### DATA FOR REVIEW
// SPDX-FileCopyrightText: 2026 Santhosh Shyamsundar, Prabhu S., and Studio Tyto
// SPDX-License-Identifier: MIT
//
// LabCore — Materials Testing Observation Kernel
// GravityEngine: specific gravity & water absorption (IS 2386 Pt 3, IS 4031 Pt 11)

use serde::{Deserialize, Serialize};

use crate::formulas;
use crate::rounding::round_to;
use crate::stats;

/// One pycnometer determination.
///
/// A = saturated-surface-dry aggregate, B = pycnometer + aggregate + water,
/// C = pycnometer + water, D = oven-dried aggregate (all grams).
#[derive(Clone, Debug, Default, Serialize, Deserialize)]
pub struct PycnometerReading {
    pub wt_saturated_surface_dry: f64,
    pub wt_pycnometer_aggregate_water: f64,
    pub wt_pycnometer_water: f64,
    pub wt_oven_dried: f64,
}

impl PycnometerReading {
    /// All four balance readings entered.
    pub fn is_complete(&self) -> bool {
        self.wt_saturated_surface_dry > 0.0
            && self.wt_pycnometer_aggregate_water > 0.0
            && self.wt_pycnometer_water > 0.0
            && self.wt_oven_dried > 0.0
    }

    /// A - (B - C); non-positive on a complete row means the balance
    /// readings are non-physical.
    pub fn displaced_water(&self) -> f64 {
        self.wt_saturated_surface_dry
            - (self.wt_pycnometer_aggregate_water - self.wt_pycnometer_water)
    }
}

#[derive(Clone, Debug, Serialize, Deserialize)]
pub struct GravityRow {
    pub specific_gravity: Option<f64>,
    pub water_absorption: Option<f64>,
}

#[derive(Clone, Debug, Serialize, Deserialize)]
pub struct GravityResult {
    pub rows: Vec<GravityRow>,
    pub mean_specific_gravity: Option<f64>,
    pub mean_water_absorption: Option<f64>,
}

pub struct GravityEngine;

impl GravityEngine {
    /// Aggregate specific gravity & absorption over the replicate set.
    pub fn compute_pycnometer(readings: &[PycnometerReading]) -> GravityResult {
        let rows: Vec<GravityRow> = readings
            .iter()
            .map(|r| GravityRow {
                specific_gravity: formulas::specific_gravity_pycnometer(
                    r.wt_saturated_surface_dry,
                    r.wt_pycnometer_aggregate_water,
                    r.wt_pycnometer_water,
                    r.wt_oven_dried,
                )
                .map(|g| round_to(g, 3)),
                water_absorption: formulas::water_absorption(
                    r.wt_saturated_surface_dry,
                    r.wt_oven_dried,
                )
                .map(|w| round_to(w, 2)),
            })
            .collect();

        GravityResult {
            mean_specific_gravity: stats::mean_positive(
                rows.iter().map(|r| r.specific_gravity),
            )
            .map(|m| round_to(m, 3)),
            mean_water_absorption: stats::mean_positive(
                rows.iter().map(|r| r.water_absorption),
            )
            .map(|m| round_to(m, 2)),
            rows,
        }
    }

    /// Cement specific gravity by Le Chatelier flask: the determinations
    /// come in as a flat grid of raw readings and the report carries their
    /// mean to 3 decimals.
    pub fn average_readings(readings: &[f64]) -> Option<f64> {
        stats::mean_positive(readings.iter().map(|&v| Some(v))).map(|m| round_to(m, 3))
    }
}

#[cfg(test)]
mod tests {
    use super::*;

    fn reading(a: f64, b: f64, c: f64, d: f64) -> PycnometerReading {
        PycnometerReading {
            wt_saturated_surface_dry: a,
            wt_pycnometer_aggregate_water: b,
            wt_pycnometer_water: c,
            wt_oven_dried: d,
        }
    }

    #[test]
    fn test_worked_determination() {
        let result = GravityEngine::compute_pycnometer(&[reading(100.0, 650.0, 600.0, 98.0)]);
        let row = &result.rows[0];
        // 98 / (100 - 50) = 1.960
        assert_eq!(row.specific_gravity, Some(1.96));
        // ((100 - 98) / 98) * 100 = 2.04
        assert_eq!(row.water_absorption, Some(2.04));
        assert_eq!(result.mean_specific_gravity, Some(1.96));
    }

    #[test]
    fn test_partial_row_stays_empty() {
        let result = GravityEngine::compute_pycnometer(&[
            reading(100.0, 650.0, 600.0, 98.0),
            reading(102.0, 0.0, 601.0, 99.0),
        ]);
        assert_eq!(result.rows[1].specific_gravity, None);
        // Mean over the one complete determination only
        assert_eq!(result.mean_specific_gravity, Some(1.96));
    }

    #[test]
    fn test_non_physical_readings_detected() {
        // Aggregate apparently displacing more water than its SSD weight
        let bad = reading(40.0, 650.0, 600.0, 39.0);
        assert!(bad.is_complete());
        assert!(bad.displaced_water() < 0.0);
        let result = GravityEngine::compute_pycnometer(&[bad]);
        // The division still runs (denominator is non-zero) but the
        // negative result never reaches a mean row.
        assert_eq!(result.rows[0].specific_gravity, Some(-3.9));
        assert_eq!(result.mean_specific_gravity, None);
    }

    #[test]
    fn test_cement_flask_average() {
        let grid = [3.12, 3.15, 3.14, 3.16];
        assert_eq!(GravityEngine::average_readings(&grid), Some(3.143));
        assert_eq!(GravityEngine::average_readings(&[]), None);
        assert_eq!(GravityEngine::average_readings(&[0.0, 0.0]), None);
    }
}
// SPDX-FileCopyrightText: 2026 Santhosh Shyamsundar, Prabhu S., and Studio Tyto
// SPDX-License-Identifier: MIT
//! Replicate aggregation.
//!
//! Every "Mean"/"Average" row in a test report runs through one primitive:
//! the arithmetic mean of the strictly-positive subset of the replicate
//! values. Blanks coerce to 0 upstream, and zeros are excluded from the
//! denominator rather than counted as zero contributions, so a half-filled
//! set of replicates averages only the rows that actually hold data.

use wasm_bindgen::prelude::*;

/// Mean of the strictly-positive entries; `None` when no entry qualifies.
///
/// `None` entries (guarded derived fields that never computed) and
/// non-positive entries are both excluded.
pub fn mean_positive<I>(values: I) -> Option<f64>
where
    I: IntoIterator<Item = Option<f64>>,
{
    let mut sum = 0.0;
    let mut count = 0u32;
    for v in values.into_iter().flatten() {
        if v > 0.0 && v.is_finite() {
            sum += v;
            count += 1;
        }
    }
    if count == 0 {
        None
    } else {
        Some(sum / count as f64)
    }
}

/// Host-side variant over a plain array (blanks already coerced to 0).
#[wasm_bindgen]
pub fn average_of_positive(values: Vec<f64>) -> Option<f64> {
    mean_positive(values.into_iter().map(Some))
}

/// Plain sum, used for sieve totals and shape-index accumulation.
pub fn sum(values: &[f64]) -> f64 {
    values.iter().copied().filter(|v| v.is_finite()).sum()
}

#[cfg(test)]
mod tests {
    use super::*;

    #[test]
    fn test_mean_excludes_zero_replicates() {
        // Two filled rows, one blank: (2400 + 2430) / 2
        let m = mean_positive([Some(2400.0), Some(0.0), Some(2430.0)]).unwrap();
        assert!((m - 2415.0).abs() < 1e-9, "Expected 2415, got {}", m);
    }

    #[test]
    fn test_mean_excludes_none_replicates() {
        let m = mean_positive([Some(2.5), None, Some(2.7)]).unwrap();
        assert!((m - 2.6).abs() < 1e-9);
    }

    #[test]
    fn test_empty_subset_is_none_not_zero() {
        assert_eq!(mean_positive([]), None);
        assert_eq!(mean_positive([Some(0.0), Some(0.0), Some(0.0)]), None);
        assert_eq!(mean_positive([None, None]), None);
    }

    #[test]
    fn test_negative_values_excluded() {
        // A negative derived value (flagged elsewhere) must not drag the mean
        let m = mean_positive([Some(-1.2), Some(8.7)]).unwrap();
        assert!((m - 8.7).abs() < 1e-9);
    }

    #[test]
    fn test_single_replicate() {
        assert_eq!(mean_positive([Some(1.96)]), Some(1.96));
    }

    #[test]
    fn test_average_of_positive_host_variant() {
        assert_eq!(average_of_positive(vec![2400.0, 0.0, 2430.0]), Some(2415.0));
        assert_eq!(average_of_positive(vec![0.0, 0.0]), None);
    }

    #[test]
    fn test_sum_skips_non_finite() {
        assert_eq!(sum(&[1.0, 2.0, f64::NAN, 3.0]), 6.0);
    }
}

### DESCRIPTION OF THE TASK
Filter by the word "entries": copy every line of the data that holds it.

### EXERCISE SOLUTION
/// Mean of the strictly-positive entries; `None` when no entry qualifies.
/// `None` entries (guarded derived fields that never computed) and
/// non-positive entries are both excluded.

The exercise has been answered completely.